Dois anjinhos
Por Frede Silveira
Agora estava eu diante desse menino, criança ainda. Mas foi o que mais quis durante todo o tempo em que não o conhecia pessoalmente. Esperei pacientemente cada santo dia por aquele instante. De repente, cara a cara com aquele esbirro de gente me vi sem saber o que fazer.
Foram os cem dias mais longos da minha já longa vida. Desde o dia do acontecimento até o dia em que me deparei com aquela aparência angelical, loira, alhos verdes, azuis, não sei bem. Só sei que anjos são sempre bonitos. Como aquela criança a minha frente.
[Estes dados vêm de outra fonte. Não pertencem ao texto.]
mod tag;
mod muxer;

pub use tag::*;
pub use muxer::*;
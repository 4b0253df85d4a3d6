use chrono::{DateTime, FixedOffset};
use serde::Deserialize;
use sqlx::prelude::FromRow;
use uuid::Uuid;

pub const TABLE_NAME: &str = "public.user";

#[derive(Clone, Debug, Deserialize, FromRow)]
pub struct User {
    pub id: Uuid,
    pub email: String,
    pub user_name: String,
    pub password: String,
    pub is_active: Option<bool>,
    pub created_date: Option<DateTime<FixedOffset>>,
    pub updated_date: Option<DateTime<FixedOffset>>,
}
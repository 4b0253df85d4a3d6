use std::sync::Arc;

use poem::{http::StatusCode, test::TestClient};
use serde_json::json;
use sqlx::PgPool;
use uuid::Uuid;

use crate::{
    core::test_utils::{generate_test_profile, generate_test_user},
    init_openapi_route,
    settings::get_config,
    AppState,
};

#[sqlx::test]
async fn test_create_profile_api(pool: PgPool) -> anyhow::Result<()> {
    // Given
    let mut config = get_config();
    config.prefix = Some("/api".to_string());
    let client = redis::Client::open(config.redis_url.clone()).unwrap();
    let redis_pool = r2d2::Pool::builder().build(client).unwrap();
    let app_state = Arc::new(AppState {
        db: pool,
        redis_conn: redis_pool,
    });
    let mut db = app_state.db.acquire().await?;
    let mut redis_conn = app_state.redis_conn.get()?;
    let test_user =
        generate_test_user(&mut db, &mut redis_conn, config.clone(), "diner", "password").await?;
    let app = init_openapi_route(app_state.clone(), &config);
    let cli = TestClient::new(app);

    // When
    let resp = cli
        .post("/api/profile")
        .header("authorization", format!("Bearer {}", test_user.token))
        .body_json(&json!({
            "full_name": "Test Diner",
            "cuisine_preferences": "Italian,Thai",
            "dietary_restrictions": "vegetarian",
            "location": "NYC",
            "favorite_cuisines": ["Italian", "Thai"]
        }))
        .send()
        .await;

    // Expect
    resp.assert_status(StatusCode::CREATED);
    let json_resp = resp.json().await;
    let obj = json_resp.value().object();
    assert_eq!(
        obj.get_opt("user_id").unwrap().deserialize::<String>(),
        test_user.user.id.to_string()
    );
    assert_eq!(
        obj.get_opt("verification_status")
            .unwrap()
            .deserialize::<String>(),
        "unverified"
    );

    // Expect row on db
    let row: Option<(Option<String>, Option<String>)> = sqlx::query_as(
        "SELECT cuisine_preferences, location FROM public.profile WHERE user_id = $1",
    )
    .bind(test_user.user.id)
    .fetch_optional(&mut *db)
    .await?;
    assert!(row.is_some());
    let (cuisine_preferences, location) = row.unwrap();
    assert_eq!(cuisine_preferences, Some("Italian,Thai".to_string()));
    assert_eq!(location, Some("NYC".to_string()));

    // When second create
    let resp = cli
        .post("/api/profile")
        .header("authorization", format!("Bearer {}", test_user.token))
        .body_json(&json!({
            "location": "Boston"
        }))
        .send()
        .await;

    // Expect one profile per user
    resp.assert_status(StatusCode::CONFLICT);
    Ok(())
}

#[sqlx::test]
async fn test_get_my_profile_api(pool: PgPool) -> anyhow::Result<()> {
    // Given
    let mut config = get_config();
    config.prefix = Some("/api".to_string());
    let client = redis::Client::open(config.redis_url.clone()).unwrap();
    let redis_pool = r2d2::Pool::builder().build(client).unwrap();
    let app_state = Arc::new(AppState {
        db: pool,
        redis_conn: redis_pool,
    });
    let mut db = app_state.db.acquire().await?;
    let mut redis_conn = app_state.redis_conn.get()?;
    let test_user =
        generate_test_user(&mut db, &mut redis_conn, config.clone(), "diner", "password").await?;
    let app = init_openapi_route(app_state.clone(), &config);
    let cli = TestClient::new(app);

    // When no profile yet
    let resp = cli
        .get("/api/profile/me")
        .header("authorization", format!("Bearer {}", test_user.token))
        .send()
        .await;

    // Expect
    resp.assert_status(StatusCode::NOT_FOUND);

    // When profile exists
    let profile = generate_test_profile(
        &mut db,
        &test_user.user.id,
        Some("Italian"),
        None,
        Some("NYC"),
    )
    .await?;
    let resp = cli
        .get("/api/profile/me")
        .header("authorization", format!("Bearer {}", test_user.token))
        .send()
        .await;

    // Expect
    resp.assert_status_is_ok();
    let json_resp = resp.json().await;
    let obj = json_resp.value().object();
    assert_eq!(
        obj.get_opt("id").unwrap().deserialize::<String>(),
        profile.id.to_string()
    );
    assert_eq!(
        obj.get_opt("location").unwrap().deserialize::<Option<String>>(),
        Some("NYC".to_string())
    );
    Ok(())
}

#[sqlx::test]
async fn test_update_my_profile_api(pool: PgPool) -> anyhow::Result<()> {
    // Given
    let mut config = get_config();
    config.prefix = Some("/api".to_string());
    let client = redis::Client::open(config.redis_url.clone()).unwrap();
    let redis_pool = r2d2::Pool::builder().build(client).unwrap();
    let app_state = Arc::new(AppState {
        db: pool,
        redis_conn: redis_pool,
    });
    let mut db = app_state.db.acquire().await?;
    let mut redis_conn = app_state.redis_conn.get()?;
    let test_user =
        generate_test_user(&mut db, &mut redis_conn, config.clone(), "diner", "password").await?;
    generate_test_profile(
        &mut db,
        &test_user.user.id,
        Some("Italian"),
        Some("vegetarian"),
        Some("NYC"),
    )
    .await?;
    let app = init_openapi_route(app_state.clone(), &config);
    let cli = TestClient::new(app);

    // When partial update
    let resp = cli
        .put("/api/profile/me")
        .header("authorization", format!("Bearer {}", test_user.token))
        .body_json(&json!({
            "bio": "loves pasta",
            "location": "Boston"
        }))
        .send()
        .await;

    // Expect changed fields updated, the rest untouched
    resp.assert_status_is_ok();
    let row: Option<(Option<String>, Option<String>, Option<String>)> = sqlx::query_as(
        "SELECT bio, location, cuisine_preferences FROM public.profile WHERE user_id = $1",
    )
    .bind(test_user.user.id)
    .fetch_optional(&mut *db)
    .await?;
    assert!(row.is_some());
    let (bio, location, cuisine_preferences) = row.unwrap();
    assert_eq!(bio, Some("loves pasta".to_string()));
    assert_eq!(location, Some("Boston".to_string()));
    assert_eq!(cuisine_preferences, Some("Italian".to_string()));
    Ok(())
}

#[sqlx::test]
async fn test_get_detail_profile_api(pool: PgPool) -> anyhow::Result<()> {
    // Given
    let mut config = get_config();
    config.prefix = Some("/api".to_string());
    let client = redis::Client::open(config.redis_url.clone()).unwrap();
    let redis_pool = r2d2::Pool::builder().build(client).unwrap();
    let app_state = Arc::new(AppState {
        db: pool,
        redis_conn: redis_pool,
    });
    let mut db = app_state.db.acquire().await?;
    let mut redis_conn = app_state.redis_conn.get()?;
    let test_user =
        generate_test_user(&mut db, &mut redis_conn, config.clone(), "diner", "password").await?;
    let other =
        generate_test_user(&mut db, &mut redis_conn, config.clone(), "other", "password").await?;
    let other_profile =
        generate_test_profile(&mut db, &other.user.id, Some("Thai"), None, None).await?;
    let app = init_openapi_route(app_state.clone(), &config);
    let cli = TestClient::new(app);

    // When
    let resp = cli
        .get("/api/profile/detail")
        .header("authorization", format!("Bearer {}", test_user.token))
        .query("user_id", &other.user.id.to_string())
        .send()
        .await;

    // Expect
    resp.assert_status_is_ok();
    let json_resp = resp.json().await;
    let obj = json_resp.value().object();
    assert_eq!(
        obj.get_opt("id").unwrap().deserialize::<String>(),
        other_profile.id.to_string()
    );

    // When unknown user
    let resp = cli
        .get("/api/profile/detail")
        .header("authorization", format!("Bearer {}", test_user.token))
        .query("user_id", &Uuid::now_v7().to_string())
        .send()
        .await;

    // Expect
    resp.assert_status(StatusCode::NOT_FOUND);
    Ok(())
}
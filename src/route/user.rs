use std::sync::Arc;

use poem::web::Data;
use poem_openapi::{param::Query, payload::Json, OpenApi, Tags};
use uuid::Uuid;

use crate::{
    core::{
        security::{get_user_from_token, BearerAuthorization},
        utils::datetime_to_string_opt,
    },
    matching::rank::rank_candidates,
    repository::user::get_user_by_id,
    schema::{
        common::{InternalServerErrorResponse, NotFoundResponse, UnauthorizedResponse},
        profile::DetailProfile,
        user::{
            DetailUser, PotentialMatch, PotentialMatchesResponses, UserDetailResponses,
            UserMeResponses,
        },
    },
    AppState,
};

#[derive(Tags)]
enum ApiUserTags {
    User,
}

pub struct ApiUser;

#[OpenApi]
impl ApiUser {
    #[oai(path = "/user/me", method = "get", tag = "ApiUserTags::User")]
    async fn get_me_api(
        &self,
        state: Data<&Arc<AppState>>,
        auth: BearerAuthorization,
    ) -> UserMeResponses {
        // Begin db transaction
        let mut tx = match state.db.begin().await {
            Ok(val) => val,
            Err(err) => {
                return UserMeResponses::InternalServerError(Json(
                    InternalServerErrorResponse::new(
                        "route.user",
                        "get_me_api",
                        "begin transaction",
                        &err.to_string(),
                    ),
                ));
            }
        };

        // get redis conn from pool
        let mut redis_conn = match state.redis_conn.get() {
            Ok(val) => val,
            Err(err) => {
                return UserMeResponses::InternalServerError(Json(
                    InternalServerErrorResponse::new(
                        "route.user",
                        "get_me_api",
                        "get redis pool connection",
                        &err.to_string(),
                    ),
                ))
            }
        };

        // Validate user token
        let request_user =
            match get_user_from_token(&mut tx, &mut redis_conn, auth.0.token.clone()).await {
                Ok(val) => val,
                Err(err) => {
                    return UserMeResponses::InternalServerError(Json(
                        InternalServerErrorResponse::new(
                            "route.user",
                            "get_me_api",
                            "get user from token",
                            &err.to_string(),
                        ),
                    ))
                }
            };
        let request_user = match request_user {
            Some(val) => val,
            None => return UserMeResponses::Unauthorized(Json(UnauthorizedResponse::default())),
        };

        UserMeResponses::Ok(Json(DetailUser {
            id: request_user.id.to_string(),
            email: request_user.email,
            user_name: request_user.user_name,
            is_active: request_user.is_active,
            created_date: datetime_to_string_opt(request_user.created_date),
            updated_date: datetime_to_string_opt(request_user.updated_date),
        }))
    }

    #[oai(path = "/user/detail", method = "get", tag = "ApiUserTags::User")]
    async fn get_detail_user_api(
        &self,
        Query(id): Query<String>,
        state: Data<&Arc<AppState>>,
        auth: BearerAuthorization,
    ) -> UserDetailResponses {
        // Begin db transaction
        let mut tx = match state.db.begin().await {
            Ok(val) => val,
            Err(err) => {
                return UserDetailResponses::InternalServerError(Json(
                    InternalServerErrorResponse::new(
                        "route.user",
                        "get_detail_user_api",
                        "begin transaction",
                        &err.to_string(),
                    ),
                ));
            }
        };

        // get redis conn from pool
        let mut redis_conn = match state.redis_conn.get() {
            Ok(val) => val,
            Err(err) => {
                return UserDetailResponses::InternalServerError(Json(
                    InternalServerErrorResponse::new(
                        "route.user",
                        "get_detail_user_api",
                        "get redis pool connection",
                        &err.to_string(),
                    ),
                ))
            }
        };

        // Validate user token
        let request_user =
            match get_user_from_token(&mut tx, &mut redis_conn, auth.0.token.clone()).await {
                Ok(val) => val,
                Err(err) => {
                    return UserDetailResponses::InternalServerError(Json(
                        InternalServerErrorResponse::new(
                            "route.user",
                            "get_detail_user_api",
                            "get user from token",
                            &err.to_string(),
                        ),
                    ))
                }
            };
        if request_user.is_none() {
            return UserDetailResponses::Unauthorized(Json(UnauthorizedResponse::default()));
        }

        let id = match Uuid::parse_str(&id) {
            Ok(val) => val,
            Err(_) => {
                return UserDetailResponses::NotFound(Json(NotFoundResponse {
                    message: format!("user with id = {} not found", id),
                }))
            }
        };

        let user = match get_user_by_id(&mut tx, &id).await {
            Ok(val) => val,
            Err(err) => {
                return UserDetailResponses::InternalServerError(Json(
                    InternalServerErrorResponse::new(
                        "route.user",
                        "get_detail_user_api",
                        "get_user_by_id",
                        &err.to_string(),
                    ),
                ))
            }
        };
        let user = match user {
            Some(val) => val,
            None => {
                return UserDetailResponses::NotFound(Json(NotFoundResponse {
                    message: format!("user with id = {} not found", id),
                }))
            }
        };

        UserDetailResponses::Ok(Json(DetailUser {
            id: user.id.to_string(),
            email: user.email,
            user_name: user.user_name,
            is_active: user.is_active,
            created_date: datetime_to_string_opt(user.created_date),
            updated_date: datetime_to_string_opt(user.updated_date),
        }))
    }

    #[oai(
        path = "/user/potential-matches",
        method = "get",
        tag = "ApiUserTags::User"
    )]
    async fn get_potential_matches_api(
        &self,
        Query(skip): Query<Option<u32>>,
        Query(limit): Query<Option<u32>>,
        state: Data<&Arc<AppState>>,
        auth: BearerAuthorization,
    ) -> PotentialMatchesResponses {
        // Begin db transaction
        let mut tx = match state.db.begin().await {
            Ok(val) => val,
            Err(err) => {
                return PotentialMatchesResponses::InternalServerError(Json(
                    InternalServerErrorResponse::new(
                        "route.user",
                        "get_potential_matches_api",
                        "begin transaction",
                        &err.to_string(),
                    ),
                ));
            }
        };

        // get redis conn from pool
        let mut redis_conn = match state.redis_conn.get() {
            Ok(val) => val,
            Err(err) => {
                return PotentialMatchesResponses::InternalServerError(Json(
                    InternalServerErrorResponse::new(
                        "route.user",
                        "get_potential_matches_api",
                        "get redis pool connection",
                        &err.to_string(),
                    ),
                ))
            }
        };

        // Validate user token
        let request_user =
            match get_user_from_token(&mut tx, &mut redis_conn, auth.0.token.clone()).await {
                Ok(val) => val,
                Err(err) => {
                    return PotentialMatchesResponses::InternalServerError(Json(
                        InternalServerErrorResponse::new(
                            "route.user",
                            "get_potential_matches_api",
                            "get user from token",
                            &err.to_string(),
                        ),
                    ))
                }
            };
        let request_user = match request_user {
            Some(val) => val,
            None => {
                return PotentialMatchesResponses::Unauthorized(Json(
                    UnauthorizedResponse::default(),
                ))
            }
        };

        let skip = skip.unwrap_or(0);
        let limit = limit.unwrap_or(10);
        let ranked = match rank_candidates(&mut tx, &request_user, skip, limit).await {
            Ok(val) => val,
            Err(err) => {
                return PotentialMatchesResponses::InternalServerError(Json(
                    InternalServerErrorResponse::new(
                        "route.user",
                        "get_potential_matches_api",
                        "rank_candidates",
                        &err.to_string(),
                    ),
                ))
            }
        };

        let results: Vec<PotentialMatch> = ranked
            .iter()
            .map(|item| PotentialMatch {
                id: item.user.id.to_string(),
                user_name: item.user.user_name.clone(),
                compatibility_score: item.score,
                profile: DetailProfile::from_model(&item.profile),
            })
            .collect();
        PotentialMatchesResponses::Ok(Json(results))
    }
}
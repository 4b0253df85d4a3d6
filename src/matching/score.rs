//! Pure compatibility sub-scores. Each one compares two free-text profile
//! attributes and contributes a fixed share of the 100-point total:
//! cuisine 30, location 25, dietary 25, historical success rate 20
//! (the last one needs the database and lives in [`super::rank`]).

use std::collections::HashSet;

pub const CUISINE_WEIGHT: f64 = 30.0;
pub const LOCATION_WEIGHT: f64 = 25.0;
pub const DIETARY_WEIGHT: f64 = 25.0;
pub const SUCCESS_RATE_WEIGHT: f64 = 20.0;

/// Comma-separated free text to a normalized token set.
fn token_set(raw: &str) -> HashSet<String> {
    raw.split(',')
        .map(|token| token.trim().to_lowercase())
        .filter(|token| !token.is_empty())
        .collect()
}

/// Overlap of the two cuisine token sets, relative to the larger set,
/// scaled to [0, 30]. Either side missing or empty scores 0.
pub fn cuisine_score(a: Option<&str>, b: Option<&str>) -> f64 {
    let (a, b) = match (a, b) {
        (Some(a), Some(b)) => (a, b),
        _ => return 0.0,
    };
    let set_a = token_set(a);
    let set_b = token_set(b);
    if set_a.is_empty() || set_b.is_empty() {
        return 0.0;
    }
    let overlap = set_a.intersection(&set_b).count() as f64;
    overlap / set_a.len().max(set_b.len()) as f64 * CUISINE_WEIGHT
}

fn equality_score(a: Option<&str>, b: Option<&str>, weight: f64) -> f64 {
    let (a, b) = match (a, b) {
        (Some(a), Some(b)) => (a.trim(), b.trim()),
        _ => return 0.0,
    };
    if a.is_empty() || b.is_empty() {
        return 0.0;
    }
    if a.eq_ignore_ascii_case(b) {
        weight
    } else {
        0.0
    }
}

/// 25 when both locations are present and equal case-insensitively, else 0.
pub fn location_score(a: Option<&str>, b: Option<&str>) -> f64 {
    equality_score(a, b, LOCATION_WEIGHT)
}

/// 25 when both dietary restrictions are present and equal
/// case-insensitively, else 0.
pub fn dietary_score(a: Option<&str>, b: Option<&str>) -> f64 {
    equality_score(a, b, DIETARY_WEIGHT)
}

#[cfg(test)]
mod test_cuisine_score {
    use super::*;

    #[test]
    fn test_identical_sets() {
        let score = cuisine_score(Some("Italian,Japanese"), Some("japanese, italian"));
        assert_eq!(score, CUISINE_WEIGHT);
    }

    #[test]
    fn test_disjoint_sets() {
        let score = cuisine_score(
            Some("Italian, Japanese, Thai"),
            Some("Mexican, Indian, French"),
        );
        assert_eq!(score, 0.0);
    }

    #[test]
    fn test_partial_overlap() {
        // {italian} over max(3, 2) = 1/3 of the weight
        let score = cuisine_score(Some("Italian, Japanese, Thai"), Some("Italian, Indian"));
        assert_eq!(score, 10.0);
    }

    #[test]
    fn test_missing_side() {
        assert_eq!(cuisine_score(None, Some("Italian")), 0.0);
        assert_eq!(cuisine_score(Some("Italian"), None), 0.0);
        assert_eq!(cuisine_score(Some(""), Some("Italian")), 0.0);
        assert_eq!(cuisine_score(Some(" , ,"), Some("Italian")), 0.0);
    }

    #[test]
    fn test_duplicate_tokens_collapse() {
        let score = cuisine_score(Some("Italian, italian, ITALIAN"), Some("Italian"));
        assert_eq!(score, CUISINE_WEIGHT);
    }
}
pub mod auth;
pub mod match_request;
#[cfg(test)]
mod match_request_test;
pub mod profile;
#[cfg(test)]
mod profile_test;
pub mod user;
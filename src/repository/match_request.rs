use chrono::{DateTime, FixedOffset};
use sqlx::{Postgres, Transaction};
use uuid::Uuid;

use crate::{
    core::sqlx_utils::{binds_query_as, query_builder, SqlxBinds},
    model::match_request::{MatchRequest, TABLE_NAME},
};

pub async fn get_match_request_by_id(
    tx: &mut Transaction<'_, Postgres>,
    id: &Uuid,
) -> anyhow::Result<Option<MatchRequest>> {
    let binds: Vec<SqlxBinds> = vec![SqlxBinds::Uuid(*id)];
    let filters: Vec<String> = vec!["id = $1".to_string()];
    let stmt = query_builder(None, TABLE_NAME, &filters, vec![], None, None);
    let data = binds_query_as::<MatchRequest>(&stmt, binds)
        .fetch_optional(&mut **tx)
        .await?;
    Ok(data)
}

/// The pending row for an ordered (sender, receiver) pair, if any. The
/// partial unique index guarantees at most one.
pub async fn get_pending_match_request(
    tx: &mut Transaction<'_, Postgres>,
    sender_id: &Uuid,
    receiver_id: &Uuid,
) -> anyhow::Result<Option<MatchRequest>> {
    let data: Option<MatchRequest> = sqlx::query_as(
        format!(
            r#"SELECT *
        FROM {}
        WHERE sender_id = $1 AND receiver_id = $2 AND status = 'pending'
        "#,
            TABLE_NAME
        )
        .as_str(),
    )
    .bind(sender_id)
    .bind(receiver_id)
    .fetch_optional(&mut **tx)
    .await?;
    Ok(data)
}

pub async fn get_sent_match_requests(
    tx: &mut Transaction<'_, Postgres>,
    user_id: &Uuid,
) -> anyhow::Result<Vec<MatchRequest>> {
    let binds: Vec<SqlxBinds> = vec![SqlxBinds::Uuid(*user_id)];
    let filters: Vec<String> = vec!["sender_id = $1".to_string()];
    let stmt = query_builder(
        None,
        TABLE_NAME,
        &filters,
        vec!["updated_date DESC".to_string()],
        None,
        None,
    );
    let data = binds_query_as::<MatchRequest>(&stmt, binds)
        .fetch_all(&mut **tx)
        .await?;
    Ok(data)
}

pub async fn get_received_match_requests(
    tx: &mut Transaction<'_, Postgres>,
    user_id: &Uuid,
) -> anyhow::Result<Vec<MatchRequest>> {
    let binds: Vec<SqlxBinds> = vec![SqlxBinds::Uuid(*user_id)];
    let filters: Vec<String> = vec!["receiver_id = $1".to_string()];
    let stmt = query_builder(
        None,
        TABLE_NAME,
        &filters,
        vec!["updated_date DESC".to_string()],
        None,
        None,
    );
    let data = binds_query_as::<MatchRequest>(&stmt, binds)
        .fetch_all(&mut **tx)
        .await?;
    Ok(data)
}

/// Every match the user appears in, either side, any status.
pub async fn get_match_requests_involving(
    tx: &mut Transaction<'_, Postgres>,
    user_id: &Uuid,
) -> anyhow::Result<Vec<MatchRequest>> {
    let data: Vec<MatchRequest> = sqlx::query_as(
        format!(
            r#"SELECT *
        FROM {}
        WHERE sender_id = $1 OR receiver_id = $1
        "#,
            TABLE_NAME
        )
        .as_str(),
    )
    .bind(user_id)
    .fetch_all(&mut **tx)
    .await?;
    Ok(data)
}

/// (accepted, total) counts over all matches involving the user.
pub async fn count_match_outcomes(
    tx: &mut Transaction<'_, Postgres>,
    user_id: &Uuid,
) -> anyhow::Result<(i64, i64)> {
    let counts: (i64, i64) = sqlx::query_as(
        format!(
            r#"SELECT
            COUNT(*) FILTER (WHERE status = 'accepted'),
            COUNT(*)
        FROM {}
        WHERE sender_id = $1 OR receiver_id = $1
        "#,
            TABLE_NAME
        )
        .as_str(),
    )
    .bind(user_id)
    .fetch_one(&mut **tx)
    .await?;
    Ok(counts)
}

pub async fn create_match_request(
    tx: &mut Transaction<'_, Postgres>,
    match_request: &MatchRequest,
) -> anyhow::Result<()> {
    sqlx::query(
        format!(
            r#"
        INSERT INTO {} (id, sender_id, receiver_id, status, restaurant_preference, proposed_date, created_date, updated_date)
        VALUES ($1, $2, $3, $4, $5, $6, $7, $8)
        "#,
            TABLE_NAME
        )
        .as_str(),
    )
    .bind(match_request.id)
    .bind(match_request.sender_id)
    .bind(match_request.receiver_id)
    .bind(match_request.status)
    .bind(&match_request.restaurant_preference)
    .bind(match_request.proposed_date)
    .bind(match_request.created_date)
    .bind(match_request.updated_date)
    .execute(&mut **tx)
    .await?;
    Ok(())
}

pub async fn update_match_request(
    tx: &mut Transaction<'_, Postgres>,
    match_request: &mut MatchRequest,
    now: &DateTime<FixedOffset>,
) -> anyhow::Result<()> {
    match_request.updated_date = Some(*now);
    sqlx::query(
        format!(
            r#"UPDATE {}
            SET status = $1, restaurant_preference = $2, proposed_date = $3, updated_date = $4
            WHERE id = $5"#,
            TABLE_NAME
        )
        .as_str(),
    )
    .bind(match_request.status)
    .bind(&match_request.restaurant_preference)
    .bind(match_request.proposed_date)
    .bind(match_request.updated_date)
    .bind(match_request.id)
    .execute(&mut **tx)
    .await?;
    Ok(())
}
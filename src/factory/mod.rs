pub mod match_request;
pub mod profile;
pub mod user;
use chrono::{DateTime, FixedOffset};
use serde::Deserialize;
use sqlx::FromRow;
use uuid::Uuid;

pub const TABLE_NAME: &str = "public.match_request";

/// Lifecycle of a match request. `Accepted` and `Rejected` are terminal.
#[derive(Clone, Copy, Debug, PartialEq, Eq, Deserialize, sqlx::Type)]
#[sqlx(type_name = "match_status", rename_all = "lowercase")]
pub enum MatchStatus {
    Pending,
    Accepted,
    Rejected,
}

impl MatchStatus {
    pub fn as_str(&self) -> &'static str {
        match self {
            MatchStatus::Pending => "pending",
            MatchStatus::Accepted => "accepted",
            MatchStatus::Rejected => "rejected",
        }
    }

    pub fn parse(value: &str) -> Option<Self> {
        match value {
            "pending" => Some(MatchStatus::Pending),
            "accepted" => Some(MatchStatus::Accepted),
            "rejected" => Some(MatchStatus::Rejected),
            _ => None,
        }
    }
}

#[derive(Clone, Debug, Deserialize, FromRow)]
pub struct MatchRequest {
    pub id: Uuid,
    pub sender_id: Uuid,
    pub receiver_id: Uuid,
    pub status: MatchStatus,
    pub restaurant_preference: Option<String>,
    pub proposed_date: Option<DateTime<FixedOffset>>,
    pub created_date: Option<DateTime<FixedOffset>>,
    pub updated_date: Option<DateTime<FixedOffset>>,
}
Fiz, dia após dia, os mais cruéis planos para aquele que em minha imaginação assemelhava-se a satã. Embora, reconheço, não me lembre de já ter visto o capeta pessoalmente. Só em gravuras e em relatos pessoais de quem jura que já o viu.
A favor de minha consciência é de se reconhecer que comumente a ninguém seria lícito imaginar que um bandido atroz possa se parecer com um anjo. Não, é claro que não! Mas, a bem da intimidade que se possa ter com a realidade, e isso é mais claro ainda quanto mais instruída for a pessoa, não se concede imaginações benevolentes a maldades.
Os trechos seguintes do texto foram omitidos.